摘要肺部血管炎包括原发性与继发性两大类.继发性血管炎包括感染性疾病、结缔组织病、恶性肿瘤和过敏性疾病所致肺血管炎.原发性血管炎的分类通常根据受累血管的大小分为大血管炎、中血管炎和小血管炎.肺部血管受累常见于原发性大血管炎[大动脉炎(Takayasu arteritis),巨细胞动脉炎(giant cell arteritis,GCA),白塞病(Behcetdisease)]和原发性抗中性粒细胞胞浆抗体(anti-neutrophil cytoplasmic antibody,ANCA)相关性小血管炎[肉芽肿性多血管炎(granulomatosis with polyangiitis,GPA),显微镜下多血管炎(microscopic polyangiitis),嗜酸性肉芽肿性多血管炎(eosinophilic granulomatosis with polyangiitis,EGPA)].原发性肺血管炎的影像学表现极具多样性,包括血管壁增厚、结节影、空洞、磨玻璃影和实变影等.原发性肺部小血管炎常导致弥漫性肺泡出血(diffuse alveolar hemorrhage,DAH).相比于胸片,胸部CT更能够显示肺血管炎的病变特征和侵及范围.肺部血管炎的诊断极具挑战性,需要通过患者的临床特征、影像学特点、实验室检查结果和组织病理学特征作出综合判断.

abstractsPulmonary vasculitis includes two types:primary vasculitis and secondary vasculitis.

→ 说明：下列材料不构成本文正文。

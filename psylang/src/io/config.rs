//! Host run configuration, optionally read from a TOML file.

use std::fs;
use std::path::Path;
use std::time::Duration;

use anyhow::{Context, Result, anyhow};
use serde::Deserialize;

use crate::core::grid::DEFAULT_GRID_SIZE;
use crate::core::parser::BracketMode;

/// Settings for the host loop around the interpreter.
///
/// Missing fields take their defaults, so an empty file is valid.
#[derive(Debug, Clone, Deserialize, PartialEq, Eq)]
#[serde(default)]
pub struct RunConfig {
    /// Side length of the square grid.
    pub grid_size: usize,

    /// Ticks per second.
    pub fps: u32,

    /// Stop after this many ticks. Unset runs until quit or idle.
    pub max_ticks: Option<u64>,

    /// Seed for `%[lo/hi]` draws. Unset seeds from entropy.
    pub seed: Option<u64>,

    /// Task and key-binding body matching.
    pub brackets: BracketMode,
}

impl Default for RunConfig {
    fn default() -> Self {
        Self {
            grid_size: DEFAULT_GRID_SIZE,
            fps: 30,
            max_ticks: None,
            seed: None,
            brackets: BracketMode::Lazy,
        }
    }
}

impl RunConfig {
    pub fn validate(&self) -> Result<()> {
        if self.grid_size == 0 {
            return Err(anyhow!("grid_size must be > 0"));
        }
        if self.fps == 0 {
            return Err(anyhow!("fps must be > 0"));
        }
        Ok(())
    }

    /// Wall-clock length of one tick.
    pub fn tick_interval(&self) -> Duration {
        Duration::from_secs(1) / self.fps.max(1)
    }
}

/// Load config from a TOML file, or defaults when no path is given.
pub fn load_config(path: Option<&Path>) -> Result<RunConfig> {
    let Some(path) = path else {
        let cfg = RunConfig::default();
        cfg.validate()?;
        return Ok(cfg);
    };
    let contents = fs::read_to_string(path).with_context(|| format!("read {}", path.display()))?;
    let cfg: RunConfig =
        toml::from_str(&contents).with_context(|| format!("parse {}", path.display()))?;
    cfg.validate()
        .with_context(|| format!("invalid config {}", path.display()))?;
    Ok(cfg)
}

#[cfg(test)]
mod tests {
    use super::*;

    #[test]
    fn no_path_returns_default() {
        let cfg = load_config(None).expect("load");
        assert_eq!(cfg, RunConfig::default());
        assert_eq!(cfg.grid_size, 16);
        assert_eq!(cfg.fps, 30);
    }

    #[test]
    fn missing_file_is_an_error() {
        let temp = tempfile::tempdir().expect("tempdir");
        let err = load_config(Some(&temp.path().join("missing.toml"))).expect_err("missing");
        assert!(format!("{err:#}").contains("missing.toml"));
    }

    #[test]
    fn partial_file_fills_defaults() {
        let temp = tempfile::tempdir().expect("tempdir");
        let path = temp.path().join("run.toml");
        fs::write(&path, "seed = 9\nbrackets = \"balanced\"\n").expect("write");

        let cfg = load_config(Some(&path)).expect("load");
        assert_eq!(cfg.seed, Some(9));
        assert_eq!(cfg.brackets, BracketMode::Balanced);
        assert_eq!(cfg.grid_size, 16);
        assert_eq!(cfg.max_ticks, None);
    }

    #[test]
    fn zero_fps_is_rejected() {
        let temp = tempfile::tempdir().expect("tempdir");
        let path = temp.path().join("run.toml");
        fs::write(&path, "fps = 0\n").expect("write");

        let err = load_config(Some(&path)).expect_err("invalid");
        assert!(format!("{err:#}").contains("fps must be > 0"));
    }

    #[test]
    fn tick_interval_follows_fps() {
        let cfg = RunConfig {
            fps: 4,
            ..RunConfig::default()
        };
        assert_eq!(cfg.tick_interval(), Duration::from_millis(250));
    }
}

Secondary pulmonary vasculitis consists of infectious diseases,connective tissue diseases,malignant tumor and allergic diseases.Primary pulmonary vasculitis is usually classified into large,middle and small vessel vasculitis according to the size of the involved vessels.Pulmonary vascular involvement is common in primary large vessel vasculitis,including Takayasu arteritis,giant cell arteritis (GCA) and Behcet's disease,and primary anti-neutrophil cytoplasmic antibody (ANCA) associated vasculitis,including granulomatosis with polyangiitis(GPA),microscopic polyangiitis(MPA)and eosinophilic granulomatosis with polyangiitis(EGPA).The image findings of primary pulmonary vasculitis are very diverse,including thickening of the vascular wall,nodular shadows,cavity,ground glass opacity and consolidation.Primary pulmonary vasculitis often leads to diffuse alveolar hemorrhage (DAH).Compared with the chest radiograph,chest computer tomography(CT)is more capable of showing the characteristics and extent of pulmonary vasculitis.The diagnosis of pulmonary vasculitis is very challenging.It is necessary to make a comprehensive judgment by the clinical features,imaging characteristics,laboratory findings and histopathological features.